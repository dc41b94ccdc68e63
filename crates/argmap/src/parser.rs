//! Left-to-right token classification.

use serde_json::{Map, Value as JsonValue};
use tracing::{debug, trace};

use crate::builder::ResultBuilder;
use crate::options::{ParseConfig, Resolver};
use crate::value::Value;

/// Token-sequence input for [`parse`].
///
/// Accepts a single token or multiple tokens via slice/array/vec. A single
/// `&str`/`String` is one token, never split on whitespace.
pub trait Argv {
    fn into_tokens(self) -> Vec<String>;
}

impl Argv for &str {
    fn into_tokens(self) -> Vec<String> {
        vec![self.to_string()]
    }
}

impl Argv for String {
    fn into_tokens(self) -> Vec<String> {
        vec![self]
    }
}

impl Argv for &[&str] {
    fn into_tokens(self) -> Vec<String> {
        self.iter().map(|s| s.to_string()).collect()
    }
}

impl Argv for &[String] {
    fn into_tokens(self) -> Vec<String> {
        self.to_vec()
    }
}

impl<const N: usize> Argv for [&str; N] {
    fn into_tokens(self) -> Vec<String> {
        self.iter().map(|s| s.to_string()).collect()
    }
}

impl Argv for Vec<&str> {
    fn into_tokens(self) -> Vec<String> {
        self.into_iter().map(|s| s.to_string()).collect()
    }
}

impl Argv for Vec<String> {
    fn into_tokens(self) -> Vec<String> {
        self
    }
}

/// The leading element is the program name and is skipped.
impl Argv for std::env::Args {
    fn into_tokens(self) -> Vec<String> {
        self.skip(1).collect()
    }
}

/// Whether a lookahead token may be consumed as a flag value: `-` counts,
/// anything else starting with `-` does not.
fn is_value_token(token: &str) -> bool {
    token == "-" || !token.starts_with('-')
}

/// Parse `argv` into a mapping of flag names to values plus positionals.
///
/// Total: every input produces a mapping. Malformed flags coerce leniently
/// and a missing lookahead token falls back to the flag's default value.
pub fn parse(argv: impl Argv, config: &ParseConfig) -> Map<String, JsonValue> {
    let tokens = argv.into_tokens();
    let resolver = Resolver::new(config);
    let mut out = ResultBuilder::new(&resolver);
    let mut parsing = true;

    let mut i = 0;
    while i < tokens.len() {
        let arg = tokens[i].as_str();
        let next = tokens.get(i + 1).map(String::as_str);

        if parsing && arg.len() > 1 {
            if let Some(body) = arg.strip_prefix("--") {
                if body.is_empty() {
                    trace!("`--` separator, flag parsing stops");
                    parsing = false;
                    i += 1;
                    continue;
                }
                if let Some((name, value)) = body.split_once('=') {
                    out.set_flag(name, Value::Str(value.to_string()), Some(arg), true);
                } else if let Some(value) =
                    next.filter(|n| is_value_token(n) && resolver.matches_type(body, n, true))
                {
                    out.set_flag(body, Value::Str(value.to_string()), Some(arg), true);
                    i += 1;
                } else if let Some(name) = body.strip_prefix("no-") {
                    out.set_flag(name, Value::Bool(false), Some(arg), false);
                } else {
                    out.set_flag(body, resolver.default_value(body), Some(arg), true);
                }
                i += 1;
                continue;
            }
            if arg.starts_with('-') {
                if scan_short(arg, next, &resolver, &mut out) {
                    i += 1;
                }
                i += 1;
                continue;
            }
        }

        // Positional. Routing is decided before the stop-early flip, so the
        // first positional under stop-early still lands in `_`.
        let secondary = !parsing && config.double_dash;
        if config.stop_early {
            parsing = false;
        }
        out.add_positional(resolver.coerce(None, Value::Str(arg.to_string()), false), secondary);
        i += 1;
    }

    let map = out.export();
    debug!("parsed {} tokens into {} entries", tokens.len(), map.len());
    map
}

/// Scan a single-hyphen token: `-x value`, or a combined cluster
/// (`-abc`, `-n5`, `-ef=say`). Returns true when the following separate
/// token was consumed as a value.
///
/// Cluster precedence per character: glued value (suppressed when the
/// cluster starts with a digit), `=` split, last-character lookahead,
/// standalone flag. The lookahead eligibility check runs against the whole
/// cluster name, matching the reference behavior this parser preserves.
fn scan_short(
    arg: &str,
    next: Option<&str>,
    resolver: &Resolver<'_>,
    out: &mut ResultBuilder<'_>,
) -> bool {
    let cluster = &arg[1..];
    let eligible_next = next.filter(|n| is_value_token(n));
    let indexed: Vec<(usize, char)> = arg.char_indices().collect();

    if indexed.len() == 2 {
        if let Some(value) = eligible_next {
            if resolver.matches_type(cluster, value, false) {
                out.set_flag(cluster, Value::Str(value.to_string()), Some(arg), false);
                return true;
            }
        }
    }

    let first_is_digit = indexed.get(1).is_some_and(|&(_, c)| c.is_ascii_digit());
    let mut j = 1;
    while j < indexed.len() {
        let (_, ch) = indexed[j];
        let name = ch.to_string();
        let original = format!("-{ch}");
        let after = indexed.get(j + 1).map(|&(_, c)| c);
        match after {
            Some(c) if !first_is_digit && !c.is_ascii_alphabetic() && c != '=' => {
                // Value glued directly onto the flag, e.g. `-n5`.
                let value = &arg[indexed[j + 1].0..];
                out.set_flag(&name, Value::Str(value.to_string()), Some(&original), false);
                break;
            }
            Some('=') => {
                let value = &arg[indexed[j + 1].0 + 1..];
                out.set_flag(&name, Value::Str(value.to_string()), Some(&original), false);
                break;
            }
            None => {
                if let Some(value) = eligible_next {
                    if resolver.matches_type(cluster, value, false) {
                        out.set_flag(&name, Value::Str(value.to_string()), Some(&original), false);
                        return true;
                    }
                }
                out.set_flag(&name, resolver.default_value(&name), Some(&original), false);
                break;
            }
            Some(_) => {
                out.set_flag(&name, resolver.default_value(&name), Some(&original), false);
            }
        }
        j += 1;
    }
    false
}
☆ ☆ ☆ ☆
> _What you have to do_:
Write down again the exact lines running from the beginning of the data to the line containing "if parsing &&", with both ends included.

> _Task answer_:
repository dc41b94ccdc68e63
filename crates/argmap/src/parser.rs
//! Left-to-right token classification.

use serde_json::{Map, Value as JsonValue};
use tracing::{debug, trace};

use crate::builder::ResultBuilder;
use crate::options::{ParseConfig, Resolver};
use crate::value::Value;

/// Token-sequence input for [`parse`].
///
/// Accepts a single token or multiple tokens via slice/array/vec. A single
/// `&str`/`String` is one token, never split on whitespace.
pub trait Argv {
    fn into_tokens(self) -> Vec<String>;
}

impl Argv for &str {
    fn into_tokens(self) -> Vec<String> {
        vec![self.to_string()]
    }
}

impl Argv for String {
    fn into_tokens(self) -> Vec<String> {
        vec![self]
    }
}

impl Argv for &[&str] {
    fn into_tokens(self) -> Vec<String> {
        self.iter().map(|s| s.to_string()).collect()
    }
}

impl Argv for &[String] {
    fn into_tokens(self) -> Vec<String> {
        self.to_vec()
    }
}

impl<const N: usize> Argv for [&str; N] {
    fn into_tokens(self) -> Vec<String> {
        self.iter().map(|s| s.to_string()).collect()
    }
}

impl Argv for Vec<&str> {
    fn into_tokens(self) -> Vec<String> {
        self.into_iter().map(|s| s.to_string()).collect()
    }
}

impl Argv for Vec<String> {
    fn into_tokens(self) -> Vec<String> {
        self
    }
}

/// The leading element is the program name and is skipped.
impl Argv for std::env::Args {
    fn into_tokens(self) -> Vec<String> {
        self.skip(1).collect()
    }
}

/// Whether a lookahead token may be consumed as a flag value: `-` counts,
/// anything else starting with `-` does not.
fn is_value_token(token: &str) -> bool {
    token == "-" || !token.starts_with('-')
}

/// Parse `argv` into a mapping of flag names to values plus positionals.
///
/// Total: every input produces a mapping. Malformed flags coerce leniently
/// and a missing lookahead token falls back to the flag's default value.
pub fn parse(argv: impl Argv, config: &ParseConfig) -> Map<String, JsonValue> {
    let tokens = argv.into_tokens();
    let resolver = Resolver::new(config);
    let mut out = ResultBuilder::new(&resolver);
    let mut parsing = true;

    let mut i = 0;
    while i < tokens.len() {
        let arg = tokens[i].as_str();
        let next = tokens.get(i + 1).map(String::as_str);

        if parsing && arg.len() > 1 {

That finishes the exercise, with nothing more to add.